Deze week weinig op Fluweelbloem vanweg een paar lichamelijke mankementen. Gaat nu weer stuk beter. Wel van de week geschreven bij een foto van Jan Tito die ik in een fotoblad zag. Het is iedere keer weer een verrassing wat er uit mijn pen komt en wat ik vooraf totaal niet bedacht heb.

De bel gaat. Wie komt er nu nog langs? Ik heb geen zin in bezoek. Heb nergens zin in.
Geen bloemen op tafel, geen lekkere maaltijd, alleen een glas water.
Het is warm, ik heb mijn overhemd uitgedaan.

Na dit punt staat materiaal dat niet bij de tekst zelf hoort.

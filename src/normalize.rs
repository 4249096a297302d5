use rusqlite::Connection;
use tracing::{debug, warn};

use crate::db::{self, Quiz};
use crate::error::{Error, Result};
use crate::fetch::{is_transient, Fetch};
use crate::images::ImageStore;
use crate::parser::payload::QuestionPage;

#[derive(Debug, Clone, PartialEq, Eq)]
pub enum Kind {
    /// Pick one of `options`; `options[correct]` scores.
    Choice { options: Vec<String>, correct: usize },
    /// Typed answer matched case-insensitively against `accepted` (lowercased).
    FreeText { accepted: Vec<String> },
}

/// A question ready to be stored.
#[derive(Debug, Clone, PartialEq, Eq)]
pub struct QuestionDraft {
    pub text: String,
    pub image_url: Option<String>,
    pub kind: Kind,
}

impl QuestionDraft {
    pub fn is_freetext(&self) -> bool {
        matches!(self.kind, Kind::FreeText { .. })
    }

    /// (text, correct) pairs in source order.
    pub fn answers(&self) -> Vec<(&str, bool)> {
        match &self.kind {
            Kind::Choice { options, correct } => options
                .iter()
                .enumerate()
                .map(|(i, label)| (label.as_str(), i == *correct))
                .collect(),
            Kind::FreeText { accepted } => accepted.iter().map(|a| (a.as_str(), false)).collect(),
        }
    }
}

/// Map question pages to drafts, rejecting pages that break the
/// one-correct-choice or at-least-one-accepted-answer rules.
pub fn drafts(pages: &[QuestionPage]) -> Result<Vec<QuestionDraft>> {
    pages.iter().map(draft).collect()
}

fn draft(page: &QuestionPage) -> Result<QuestionDraft> {
    let text = page.title.trim().to_string();
    if text.is_empty() {
        return Err(Error::decode("question with empty title"));
    }

    let kind = match (&page.text_answers, &page.all_answers) {
        (Some(accepted), _) => {
            let mut lowered: Vec<String> = Vec::with_capacity(accepted.len());
            for a in accepted {
                let a = a.trim().to_lowercase();
                if !a.is_empty() && !lowered.contains(&a) {
                    lowered.push(a);
                }
            }
            if lowered.is_empty() {
                return Err(Error::decode(format!("free-text question {:?} has no accepted answers", text)));
            }
            Kind::FreeText { accepted: lowered }
        }
        (None, Some(all)) => {
            let index = page
                .answer_index
                .ok_or_else(|| Error::decode(format!("question {:?} has no answerIndex", text)))?;
            let correct = usize::try_from(index)
                .ok()
                .filter(|i| *i < all.len())
                .ok_or_else(|| {
                    Error::decode(format!("answerIndex {} out of range for {} options in {:?}", index, all.len(), text))
                })?;
            Kind::Choice { options: all.iter().map(|a| a.label.trim().to_string()).collect(), correct }
        }
        (None, None) => return Err(Error::decode(format!("question {:?} has no answers", text))),
    };

    Ok(QuestionDraft { text, image_url: page.image.as_ref().map(|i| i.src.clone()), kind })
}

/// Store drafts under `quiz`, downloading each new question's image into the
/// quiz's image directory. Returns how many questions were newly created.
///
/// A transient image failure fails the quiz so it is retried later. An image
/// that is gone for good (4xx, unusable URL) is logged and the question is
/// stored without one.
pub async fn persist(
    conn: &Connection,
    fetcher: &dyn Fetch,
    images: &ImageStore,
    quiz: &Quiz,
    drafts: &[QuestionDraft],
) -> Result<usize> {
    let mut created = 0;
    for (position, draft) in drafts.iter().enumerate() {
        let image = move || download_image(fetcher, images, quiz.listing_id, draft.image_url.as_deref());
        let (question, is_new) =
            db::upsert_question(conn, quiz, position as i64, &draft.text, draft.is_freetext(), image).await?;
        if is_new {
            created += 1;
        }

        for (i, (text, correct)) in draft.answers().into_iter().enumerate() {
            db::upsert_answer(conn, &question, i as i64, text, correct)?;
        }
        debug!(quiz = quiz.listing_id, question = %question.text, is_new, "stored question");
    }
    Ok(created)
}

async fn download_image(
    fetcher: &dyn Fetch,
    images: &ImageStore,
    listing_id: i64,
    url: Option<&str>,
) -> Result<Option<String>> {
    let Some(url) = url else {
        return Ok(None);
    };
    if let Err(e) = images.path_for(listing_id, url) {
        warn!(quiz = listing_id, "Skipping image {}: {}", url, e);
        return Ok(None);
    }
    let bytes = match fetcher.get(url).await {
        Ok(bytes) => bytes,
        Err(e) if !is_transient(&e) => {
            warn!(quiz = listing_id, class = e.class(), "Skipping image {}: {}", url, e);
            return Ok(None);
        }
        Err(e) => return Err(e),
    };
    let path = images.save(listing_id, url, &bytes)?;
    Ok(Some(path.to_string_lossy().into_owned()))
}
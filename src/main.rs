use std::path::PathBuf;
use std::sync::Arc;
use std::time::Instant;

use anyhow::Context;
use clap::{Parser, Subcommand};
use indicatif::{ProgressBar, ProgressStyle};

use quiz_ingest::config::Settings;
use quiz_ingest::fetch::HttpFetcher;
use quiz_ingest::ingest::Ingestor;
use quiz_ingest::{db, watch};

#[derive(Parser)]
#[command(name = "quiz_ingest", about = "Pulls new quizzes from the listing site into SQLite")]
struct Cli {
    /// Settings file (default: ./quiz_ingest.toml if present)
    #[arg(long, global = true)]
    config: Option<PathBuf>,
    /// Database path, overrides settings
    #[arg(long, global = true)]
    db: Option<PathBuf>,
    #[command(subcommand)]
    command: Commands,
}

#[derive(Subcommand)]
enum Commands {
    /// Create the database schema
    Init,
    /// Check the listing once and store any new quizzes
    Ingest,
    /// Keep checking for new quizzes on the poll interval until Ctrl-C
    Watch,
    /// Most recent quizzes
    List {
        #[arg(short = 'n', long, default_value = "10")]
        limit: usize,
    },
    /// Print a quiz with its questions and answers
    Show {
        /// Quiz number as shown by `list`
        id: i64,
    },
    /// Show row counts
    Stats,
}

#[tokio::main]
async fn main() -> anyhow::Result<()> {
    tracing_subscriber::fmt()
        .with_env_filter(
            tracing_subscriber::EnvFilter::try_from_default_env()
                .unwrap_or_else(|_| "info".into()),
        )
        .init();

    let t0 = Instant::now();
    let cli = Cli::parse();
    let mut settings = Settings::load(cli.config.as_deref())?;
    if let Some(db_path) = cli.db {
        settings.db_path = db_path;
    }

    let conn = db::connect(&settings.db_path)
        .with_context(|| format!("Failed to open {:?}", settings.db_path))?;
    db::init_schema(&conn)?;

    match cli.command {
        Commands::Init => {
            println!("Schema ready at {:?}", settings.db_path);
        }
        Commands::Ingest => {
            let pb = ProgressBar::new(0);
            pb.set_style(
                ProgressStyle::default_bar()
                    .template("[{elapsed_precise}] {bar:40} {pos}/{len} quizzes")?
                    .progress_chars("=> "),
            );
            let fetcher = HttpFetcher::new(&settings)?;
            let ingestor = Ingestor::new(settings, Arc::new(fetcher)).with_progress(pb);
            let added = ingestor.run(&conn).await?;
            if added.is_empty() {
                println!("No new quizzes.");
            }
            for quiz in &added {
                println!("{}", watch::announcement(quiz));
            }
        }
        Commands::Watch => {
            let every = settings.poll_interval();
            let fetcher = HttpFetcher::new(&settings)?;
            let ingestor = Ingestor::new(settings, Arc::new(fetcher));
            watch::run(&ingestor, &conn, every, &watch::Stdout, watch::ctrl_c()).await;
        }
        Commands::List { limit } => {
            let rows = db::recent_quizzes(&conn, limit)?;
            if rows.is_empty() {
                println!("No quizzes yet. Run 'ingest' first.");
                return Ok(());
            }
            println!("{:>4} | {:<40} | {:<16} | {:>9}", "#", "Name", "Published", "Questions");
            println!("{}", "-".repeat(78));
            for r in &rows {
                let published = r
                    .published_at
                    .map(|t| t.format("%Y-%m-%d %H:%M").to_string())
                    .unwrap_or_else(|| "-".into());
                println!(
                    "{:>4} | {:<40} | {:<16} | {:>9}",
                    r.id,
                    truncate(&r.name, 40),
                    published,
                    r.question_count
                );
            }
        }
        Commands::Show { id } => {
            let Some(tree) = db::load_quiz(&conn, id)? else {
                println!("Quiz #{} does not exist.", id);
                return Ok(());
            };
            println!("#{} {}", tree.quiz.id, tree.quiz.name);
            for (n, q) in tree.questions.iter().enumerate() {
                println!("\nQuestion #{}: {}", n + 1, q.question.text);
                if let Some(path) = &q.question.image_path {
                    println!("  image: {}", path);
                }
                if q.question.freetext {
                    let accepted: Vec<&str> = q.answers.iter().map(|a| a.text.as_str()).collect();
                    println!("  accepts: {}", accepted.join(" / "));
                } else {
                    for (i, a) in q.answers.iter().enumerate() {
                        let mark = if a.correct { "*" } else { " " };
                        println!("  {} {} - {}", mark, i + 1, a.text);
                    }
                }
            }
        }
        Commands::Stats => {
            let s = db::get_stats(&conn)?;
            println!("Quizzes:   {}", s.quizzes);
            println!("Questions: {} ({} free-text)", s.questions, s.freetext);
            println!("Answers:   {}", s.answers);
            println!("Images:    {}", s.images);
        }
    }

    let elapsed = t0.elapsed();
    if elapsed.as_secs() >= 1 {
        println!("\nDone in {}", format_duration(elapsed));
    }
    Ok(())
}

fn truncate(s: &str, max: usize) -> String {
    if s.chars().count() <= max {
        s.to_string()
    } else {
        let truncated: String = s.chars().take(max - 3).collect();
        format!("{}...", truncated)
    }
}

fn format_duration(d: std::time::Duration) -> String {
    let secs = d.as_secs();
    if secs < 60 {
        format!("{:.1}s", d.as_secs_f64())
    } else if secs < 3600 {
        format!("{}m {}s", secs / 60, secs % 60)
    } else {
        format!("{}h {}m {}s", secs / 3600, (secs % 3600) / 60, secs % 60)
    }
}
pub mod detail;
pub mod listing;
pub mod payload;
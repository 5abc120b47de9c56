//! Scripted provider - each placed call replays a predefined status sequence.

use std::collections::{HashMap, VecDeque};
use std::sync::Mutex;

use async_trait::async_trait;
use call_provider::{
    AnsweredBy, CallProvider, CallRequest, CallStatus, CallStatusSnapshot, PlacedCall,
    ProviderError,
};

/// One response to a status poll.
#[derive(Debug, Clone)]
pub enum ScriptStep {
    /// Report this status.
    Status {
        status: CallStatus,
        duration_secs: Option<u64>,
        answered_by: Option<AnsweredBy>,
    },
    /// Fail the poll with a provider error.
    Error,
}

impl ScriptStep {
    /// A step reporting only a status.
    pub fn status(status: CallStatus) -> Self {
        ScriptStep::Status {
            status,
            duration_secs: None,
            answered_by: None,
        }
    }

    /// A `completed` step.
    pub fn completed(duration_secs: u64, answered_by: Option<AnsweredBy>) -> Self {
        ScriptStep::Status {
            status: CallStatus::Completed,
            duration_secs: Some(duration_secs),
            answered_by,
        }
    }
}

/// The status sequence for one call.
///
/// Each poll consumes one step; the last step repeats once the script runs out.
#[derive(Debug, Clone)]
pub struct CallScript {
    steps: Vec<ScriptStep>,
}

impl CallScript {
    /// Script from explicit steps.
    pub fn new(steps: Vec<ScriptStep>) -> Self {
        Self { steps }
    }

    /// Rings once, then reports `no-answer`.
    pub fn no_answer() -> Self {
        Self::new(vec![
            ScriptStep::status(CallStatus::Ringing),
            ScriptStep::status(CallStatus::NoAnswer),
        ])
    }

    /// Rings once, then stays `in-progress` for as long as it is polled.
    pub fn picked_up() -> Self {
        Self::new(vec![
            ScriptStep::status(CallStatus::Ringing),
            ScriptStep::status(CallStatus::InProgress),
        ])
    }

    /// Rings once, then completes with the given duration and classification.
    pub fn completes_after(duration_secs: u64, answered_by: Option<AnsweredBy>) -> Self {
        Self::new(vec![
            ScriptStep::status(CallStatus::Ringing),
            ScriptStep::completed(duration_secs, answered_by),
        ])
    }

    /// Every poll fails.
    pub fn unreachable() -> Self {
        Self::new(vec![ScriptStep::Error])
    }

    /// Rings forever.
    pub fn ringing() -> Self {
        Self::new(vec![ScriptStep::status(CallStatus::Ringing)])
    }
}

#[derive(Debug, Default)]
struct Inner {
    pending_scripts: VecDeque<CallScript>,
    active: HashMap<String, (CallScript, usize)>,
    placed: Vec<CallRequest>,
    polls: HashMap<String, usize>,
    attempts: usize,
    fail_placement_at: Option<usize>,
}

/// A provider whose calls follow scripts queued in placement order.
///
/// Calls placed after the queued scripts run out ring forever.
#[derive(Debug, Default)]
pub struct ScriptedProvider {
    inner: Mutex<Inner>,
}

impl ScriptedProvider {
    /// Create a provider with no scripts.
    pub fn new() -> Self {
        Self::default()
    }

    /// Queue the script for the next placed call.
    pub fn with_call(self, script: CallScript) -> Self {
        self.lock().pending_scripts.push_back(script);
        self
    }

    /// Make the `n`th placement attempt (1-based) fail. Later attempts succeed.
    pub fn fail_placement_at(self, n: usize) -> Self {
        self.lock().fail_placement_at = Some(n);
        self
    }

    /// Every request placed so far, in order.
    pub fn placed_calls(&self) -> Vec<CallRequest> {
        self.lock().placed.clone()
    }

    /// Number of calls placed to `to`.
    pub fn calls_to(&self, to: &str) -> usize {
        self.lock().placed.iter().filter(|r| r.to == to).count()
    }

    /// Number of status polls made for `call_sid`.
    pub fn poll_count(&self, call_sid: &str) -> usize {
        self.lock().polls.get(call_sid).copied().unwrap_or(0)
    }

    fn lock(&self) -> std::sync::MutexGuard<'_, Inner> {
        // A panicking test thread must not hide the recorded calls from the others.
        self.inner.lock().unwrap_or_else(|e| e.into_inner())
    }
}

#[async_trait]
impl CallProvider for ScriptedProvider {
    async fn place_call(&self, request: CallRequest) -> Result<PlacedCall, ProviderError> {
        let mut inner = self.lock();
        inner.attempts += 1;
        let attempt = inner.attempts;

        if inner.fail_placement_at == Some(attempt) {
            return Err(ProviderError::Api {
                status: 500,
                code: 0,
                message: format!("scripted placement failure on call {}", attempt),
            });
        }

        let sid = format!("CA{:032}", attempt);
        let script = inner
            .pending_scripts
            .pop_front()
            .unwrap_or_else(CallScript::ringing);
        inner.active.insert(sid.clone(), (script, 0));
        inner.placed.push(request);

        Ok(PlacedCall {
            sid,
            status: CallStatus::Queued,
        })
    }

    async fn fetch_status(&self, call_sid: &str) -> Result<CallStatusSnapshot, ProviderError> {
        let mut inner = self.lock();
        *inner.polls.entry(call_sid.to_string()).or_insert(0) += 1;

        let (script, cursor) = inner
            .active
            .get_mut(call_sid)
            .ok_or_else(|| ProviderError::UnknownCall(call_sid.to_string()))?;

        let index = (*cursor).min(script.steps.len().saturating_sub(1));
        *cursor += 1;

        match script.steps.get(index) {
            Some(ScriptStep::Status {
                status,
                duration_secs,
                answered_by,
            }) => Ok(CallStatusSnapshot {
                sid: call_sid.to_string(),
                status: *status,
                duration_secs: *duration_secs,
                answered_by: *answered_by,
            }),
            Some(ScriptStep::Error) => Err(ProviderError::Api {
                status: 503,
                code: 0,
                message: "scripted poll failure".to_string(),
            }),
            None => Ok(CallStatusSnapshot::new(call_sid, CallStatus::Queued)),
        }
    }

    fn name(&self) -> &str {
        "ScriptedProvider"
    }
}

En weer gaat de bel. Ik loop langzaam naar de voordeur en roep:’ ja, ja, rustig . Ik kom er al aan.’ Door het glas van de deur zie ik een kleine gestalte. Wie zou dat zijn?
Als ik de deur van het slot heb en hem open zie ik mijn buurmeisje staan. Ze kijkt me aan en vraagt:’ mag ik bij je komen spelen?’
ik weet niet wat ik moet zeggen. Niemand komt bij me spelen. Er valt hier niets te spelen. En zo’n kind moet niet zomaar bij buren binnen gaan. Bars zeg ik: ‘nee, dat mag je niet’, en wil de deur dicht doen. Vlug zegt ze, voor ze zich omdraait:’ je bent een chagerijn. Mijn moeder zei het al’.
En nu zit ik weer alleen aan tafel en voel me afgewezen terwijl ik dat zelf heb gedaan.
Een oude chagerijn, dat is alles wat er van me over is gebleven.